ほひふへっほ(おいフレッド)はんはんは(なんなんだ)はひふふぁふぁ(アイツラは)ひはふふぁい(規格外にも)ふぉほははるはろ(程があるだろ)

「ギル。せめて口の中の物を飲み込んでから喋れ。何を言ってるのかわからん……ま、俺も同じ気持ちだけどな」

「……ゴックン。本当に、あの嬢ちゃんたち何者だ? あっという間に、全員の怪我を治しちまったぞ。銀色の方は塞ぎ込んでどうにもならなかった奴らを励ましてくれた」

「いやいや、それを言うならリオンの方もやべぇぞ。これ何の肉か聞いたか?」

「いや……めちゃくちゃ美味いよな。いくら噛んでも味がなくならないし、風味が抜群だ。強力な魔獣の肉だと思うが」


 その肉を食べることのできる魔獣は大体において、強いものほど美味い傾向がある。


暴乱巨王牛タイラントオーロックスだそうだ」

「タイラン……まじか? 小型の(ドラゴン)と喧嘩できるっつう、あの巨牛か?」

「リオンはそう言ってた。あとこのシチューに使われてるミルクだけどな」

「待て。やめろ。聞きたくない」

妖精霊乳(フェアリーズ・ミルク)だとよ」


 ギルは天を仰いだ。


「【伝説級】アイテムじゃねぇか……この皿一杯で、王宮とか買えるんじゃねぇか?」


 ギルはかつて、人の街に降りて冒険者をしていたことがある。この集落の狐人では珍しく、世間一般的な物の価値について理解があった。

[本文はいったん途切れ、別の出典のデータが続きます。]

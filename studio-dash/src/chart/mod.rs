//! Chart descriptions and the registry owning live chart instances.
//!
//! The charting library itself is external.  It is reached only through
//! [`ChartBackend`], and only [`ChartRegistry`] calls it.

mod registry;

use std::{borrow::Borrow, fmt, sync::Arc};

pub use registry::ChartRegistry;

use crate::data::{NavigationRequest, ViewId};

#[derive(Clone, Debug, PartialEq, Eq, Hash, PartialOrd, Ord)]
pub struct ChartId(Arc<str>);

impl ChartId {
    pub fn as_str(&self) -> &str {
        &self.0
    }
}

impl From<&str> for ChartId {
    fn from(id: &str) -> Self {
        Self(id.into())
    }
}

impl Borrow<str> for ChartId {
    fn borrow(&self) -> &str {
        &self.0
    }
}

impl fmt::Display for ChartId {
    fn fmt(&self, f: &mut fmt::Formatter<'_>) -> fmt::Result {
        f.write_str(&self.0)
    }
}

#[derive(Copy, Clone, Debug, Eq, PartialEq, Hash)]
pub enum ChartKind {
    Bar,
    Bubble,
    Doughnut,
}

#[derive(Copy, Clone, Debug, Default, Eq, PartialEq)]
pub enum Axis {
    #[default]
    Primary,
    Secondary,
}

#[derive(Copy, Clone, Debug, PartialEq)]
pub struct BubblePoint {
    pub x: f64,
    pub y: f64,
    pub r: f64,
}

#[derive(Clone, Debug, PartialEq)]
pub enum Series {
    Values(Vec<f64>),
    Bubbles(Vec<BubblePoint>),
}

impl Series {
    pub fn len(&self) -> usize {
        match self {
            Series::Values(values) => values.len(),
            Series::Bubbles(points) => points.len(),
        }
    }

    pub fn is_empty(&self) -> bool {
        self.len() == 0
    }
}

#[derive(Clone, Debug, PartialEq)]
pub struct Dataset {
    pub label: Arc<str>,
    pub series: Series,
    /// One color per point, or a single color for the whole dataset.
    pub colors: Vec<&'static str>,
    pub axis: Axis,
}

/// What a click on a data point of this chart means.
#[derive(Copy, Clone, Debug, Eq, PartialEq)]
pub enum DrillDown {
    /// The clicked label is a genre; open the audience view filtered to it.
    AudienceByGenre,
}

#[derive(Clone, Debug, PartialEq)]
pub struct ChartConfig {
    pub kind: ChartKind,
    pub labels: Vec<Arc<str>>,
    pub datasets: Vec<Dataset>,
    pub drill_down: Option<DrillDown>,
}

impl ChartConfig {
    pub fn new(kind: ChartKind) -> Self {
        Self {
            kind,
            labels: Vec::new(),
            datasets: Vec::new(),
            drill_down: None,
        }
    }

    pub fn labels(mut self, labels: impl IntoIterator<Item = Arc<str>>) -> Self {
        self.labels = labels.into_iter().collect();
        self
    }

    pub fn dataset(mut self, dataset: Dataset) -> Self {
        self.datasets.push(dataset);
        self
    }

    pub fn drill_down(mut self, drill_down: DrillDown) -> Self {
        self.drill_down = Some(drill_down);
        self
    }

    /// Label of a clicked point.  Bubble charts carry one dataset per
    /// category, so their label is the dataset's; the others label by index.
    pub fn label_at(&self, dataset: usize, index: usize) -> Option<&Arc<str>> {
        match self.kind {
            ChartKind::Bubble => self.datasets.get(dataset).map(|d| &d.label),
            ChartKind::Bar | ChartKind::Doughnut => self.labels.get(index),
        }
    }

    pub fn drill_down_request(&self, dataset: usize, index: usize) -> Option<NavigationRequest> {
        let label = self.label_at(dataset, index)?;
        match self.drill_down? {
            DrillDown::AudienceByGenre => {
                Some(NavigationRequest::new(ViewId::Audience).genre(label.clone()))
            }
        }
    }
}

/// Factory side of the external charting library.
pub trait ChartBackend {
    fn create(&mut self, id: &ChartId, config: &ChartConfig) -> Box<dyn ChartInstance>;
}

/// A live chart object owned by the registry.
pub trait ChartInstance {
    /// Replace the data of a chart of unchanged kind.
    fn update(&mut self, config: &ChartConfig);

    /// Release the chart and everything it attached.  Called exactly once.
    fn destroy(&mut self);
}
//! Typed payloads of the dashboard API.
//!
//! These are the `data` members of the `{status, data}` envelope.  The demo
//! datasets in [`crate::demo`] are written against the same types, so a
//! renderer never has to know where its data came from.

use std::sync::Arc;

use serde::{Deserialize, Serialize};

#[derive(Clone, Debug, PartialEq, Deserialize, Serialize)]
pub struct Kpis {
    pub total_movies: u64,
    pub total_revenue_b: f64,
    pub avg_roi: f64,
    pub avg_rating: f64,
}

#[derive(Clone, Debug, PartialEq, Deserialize, Serialize)]
pub struct GenreStat {
    pub genre: Arc<str>,
    pub avg_budget: f64,
    pub avg_revenue: f64,
    pub avg_roi: f64,
    #[serde(default)]
    pub count: u64,
}

#[derive(Clone, Debug, PartialEq, Deserialize, Serialize)]
pub struct Movie {
    pub title: Arc<str>,
    #[serde(default)]
    pub year: Option<i32>,
    /// Pipe-separated genre names, primary genre first.
    #[serde(default)]
    pub genres: Arc<str>,
    #[serde(default)]
    pub poster: Option<Arc<str>>,
    #[serde(default)]
    pub overview: Option<Arc<str>>,
    #[serde(default)]
    pub budget_m: f64,
    #[serde(default)]
    pub revenue_m: f64,
    #[serde(default)]
    pub roi: f64,
    #[serde(default)]
    pub vote_average: f64,
}

impl Movie {
    pub fn genre_names(&self) -> impl Iterator<Item = &str> {
        self.genres.split('|').filter(|g| !g.is_empty())
    }

    pub fn primary_genre(&self) -> Option<&str> {
        self.genre_names().next()
    }

    pub fn title_with_year(&self) -> String {
        match self.year {
            Some(year) => format!("{} ({})", self.title, year),
            None => self.title.to_string(),
        }
    }
}

#[derive(Clone, Debug, PartialEq, Deserialize, Serialize)]
pub struct MoviePage {
    pub movies: Vec<Movie>,
    pub total: u64,
    pub has_more: bool,
}

#[derive(Clone, Debug, PartialEq, Deserialize, Serialize)]
pub struct Segment {
    pub label: Arc<str>,
    pub share: f64,
}

#[derive(Clone, Debug, PartialEq, Deserialize, Serialize)]
pub struct AudienceProfile {
    pub genre: Arc<str>,
    pub avg_roi: f64,
    pub avg_budget: f64,
    pub market_share: f64,
    #[serde(default)]
    pub age_groups: Vec<Segment>,
    #[serde(default)]
    pub gender_split: Vec<Segment>,
}

#[derive(Copy, Clone, Debug, Eq, PartialEq, Deserialize, Serialize)]
pub enum Risk {
    Low,
    Medium,
    High,
}

#[derive(Clone, Debug, PartialEq, Deserialize, Serialize)]
pub struct SimilarFilm {
    pub title: Arc<str>,
    #[serde(default)]
    pub year: Option<i32>,
    #[serde(default)]
    pub genres: Arc<str>,
    #[serde(default)]
    pub poster: Option<Arc<str>>,
    #[serde(default)]
    pub revenue_m: Option<f64>,
    #[serde(default)]
    pub similarity: f64,
}

impl SimilarFilm {
    /// Detail-panel view of a similar film, which carries less than a full movie.
    pub fn to_movie(&self) -> Movie {
        Movie {
            title: self.title.clone(),
            year: self.year,
            genres: self.genres.clone(),
            poster: self.poster.clone(),
            overview: None,
            budget_m: 0.0,
            revenue_m: self.revenue_m.unwrap_or_default(),
            roi: 0.0,
            vote_average: 0.0,
        }
    }
}

#[derive(Clone, Debug, PartialEq, Deserialize, Serialize)]
pub struct Simulation {
    pub viability: u32,
    pub risk: Risk,
    pub predicted_genre: Arc<str>,
    pub est_revenue_m: f64,
    pub est_roi: f64,
    #[serde(default)]
    pub audience_match: Option<f64>,
    #[serde(default)]
    pub similar_films: Vec<SimilarFilm>,
}

/// Body of the simulate action.
#[derive(Clone, Debug, Default, PartialEq, Eq, Hash, Serialize)]
pub struct PitchRequest {
    pub pitch: String,
    #[serde(skip_serializing_if = "Option::is_none")]
    pub genre: Option<String>,
    #[serde(skip_serializing_if = "Option::is_none")]
    pub budget_tier: Option<String>,
}

impl PitchRequest {
    pub fn new(pitch: impl Into<String>) -> Self {
        Self {
            pitch: pitch.into(),
            ..Self::default()
        }
    }

    pub fn genre(mut self, genre: impl Into<String>) -> Self {
        self.genre = Some(genre.into());
        self
    }

    pub fn budget_tier(mut self, tier: impl Into<String>) -> Self {
        self.budget_tier = Some(tier.into());
        self
    }
}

 他の狐人たちは、何やら凄いミルクと肉で出来た凄く美味いシチューとしか認識していなかったが。


「だったらあの鍋一杯で国が買えるかもな」

「冗談に聞こえないから怖えよ、くそっ」


 そんなことを言い合う狐人二人の傍に、パンが大量に入った籠を抱えたリオンがやって来て、そのパンを二人に差し出す。


「おう、食ってるか。これも食っとけよ」

「……パンを受け取るのがこんなに怖いと思う日が来るとは思わなかったぜ」

「このパン、どんな小麦を使ってるんだ? また【伝説級】じゃないだろうな」

「いや、高級だけど市販品の小麦だよ。デカい街の市場だったらすぐ見つかるようなヤツ」


 ギルとフレッドはほっと胸をなでおろし、パンを受け取った。

 【無限収納】のなかに入れられていたアイテムは時間の経過を受けない。パンは香ばしく、まだ湯気を立てていた。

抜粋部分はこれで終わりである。